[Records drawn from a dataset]
use crate::{Device, InferError, PreprocessConfig};
use serde::{Deserialize, Serialize};
use std::path::{Path, PathBuf};

/// Settings for the recognizer and the binaries that host it.
///
/// Every field has a default, so `{}` is a valid config file.
#[derive(Debug, Clone, PartialEq, Deserialize, Serialize)]
#[serde(default)]
pub struct RecognizerConfig {
    pub model_path: PathBuf,
    /// `cpu`, `cuda` or `cuda:<id>`.
    pub device: String,
    pub dpi: f32,
    pub width: usize,
    pub height: usize,
    pub invert: bool,
    /// Where to dump the 28×28 intermediate bitmap; no dump when unset.
    pub diagnostic_path: Option<PathBuf>,
    /// Directory for daily log files; stdout when unset.
    pub log_dir: Option<PathBuf>,
}

impl Default for RecognizerConfig {
    fn default() -> Self {
        Self {
            model_path: PathBuf::from("assets/mnist.onnx"),
            device: "cpu".to_string(),
            dpi: 96.0,
            width: 28,
            height: 28,
            invert: false,
            diagnostic_path: None,
            log_dir: None,
        }
    }
}

impl RecognizerConfig {
    pub fn from_json(json: &str) -> Result<Self, InferError> {
        Ok(serde_json::from_str(json)?)
    }

    pub fn load(path: impl AsRef<Path>) -> Result<Self, InferError> {
        let path = path.as_ref();
        let json = std::fs::read_to_string(path)
            .map_err(|e| InferError::Config(format!("failed to read {}: {e}", path.display())))?;
        Self::from_json(&json)
    }

    pub fn device(&self) -> Result<Device, InferError> {
        self.device.parse()
    }

    pub fn preprocess(&self) -> PreprocessConfig {
        PreprocessConfig {
            width: self.width,
            height: self.height,
            invert: self.invert,
        }
    }
}
//! Raster images for the inkdigit pipeline.
//!
//! `RasterImage` holds a captured bitmap in one of a few byte layouts,
//! `resize` rescales it with a bicubic filter and `to_grayscale` collapses it
//! to a `GrayscaleImage` using BT.601 luma weights. Decoding and BMP encoding
//! wrap the `image` crate.

pub mod error;
pub mod gray;
pub mod pixelformat;
pub mod raster;
pub mod resize;

pub use error::ImageError;
pub use gray::{GrayscaleImage, LUMA_WEIGHTS, luminance, to_grayscale};
pub use pixelformat::PixelFormat;
pub use raster::RasterImage;
pub use resize::{RESIZE_FILTER, resize};

use crates_image::{ExtendedColorType, ImageEncoder};

fn decode_image_inner(data: &[u8]) -> Result<RasterImage, ImageError> {
    let img = crates_image::load_from_memory(data)?;
    resize::from_dynamic(img)
}

fn encode_bmp_inner(image: &GrayscaleImage) -> Result<Vec<u8>, ImageError> {
    let mut buffer = Vec::new();
    let encoder = crates_image::codecs::bmp::BmpEncoder::new(&mut buffer);
    encoder
        .write_image(
            image.data(),
            image.width() as u32,
            image.height() as u32,
            ExtendedColorType::L8,
        )
        .map_err(|e| ImageError::Encode(e.to_string()))?;
    Ok(buffer)
}

/// Decodes PNG, JPEG or BMP bytes into a `RasterImage`.
///
/// 8-bit gray, RGB and RGBA images keep their layout; anything else is
/// converted to `Rgba8`. The decoding runs on tokio's blocking thread pool.
///
/// # Errors
///
/// Returns `ImageError::Decode` if the data is invalid or the format is unsupported.
pub async fn decode_image(data: &[u8]) -> Result<RasterImage, ImageError> {
    let owned = data.to_vec();
    tokio::task::spawn_blocking(move || decode_image_inner(&owned))
        .await
        .map_err(|e| ImageError::Decode(e.to_string()))?
}

/// Synchronous variant of [`decode_image`].
pub fn decode_image_blocking(data: &[u8]) -> Result<RasterImage, ImageError> {
    decode_image_inner(data)
}

/// Encodes a grayscale image as an 8-bit BMP.
pub fn encode_bmp(image: &GrayscaleImage) -> Result<Vec<u8>, ImageError> {
    encode_bmp_inner(image)
}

## Required action
Please copy out each line in the entries that mentions the string "unset".

## Response below
    /// Where to dump the 28×28 intermediate bitmap; no dump when unset.
    /// Directory for daily log files; stdout when unset.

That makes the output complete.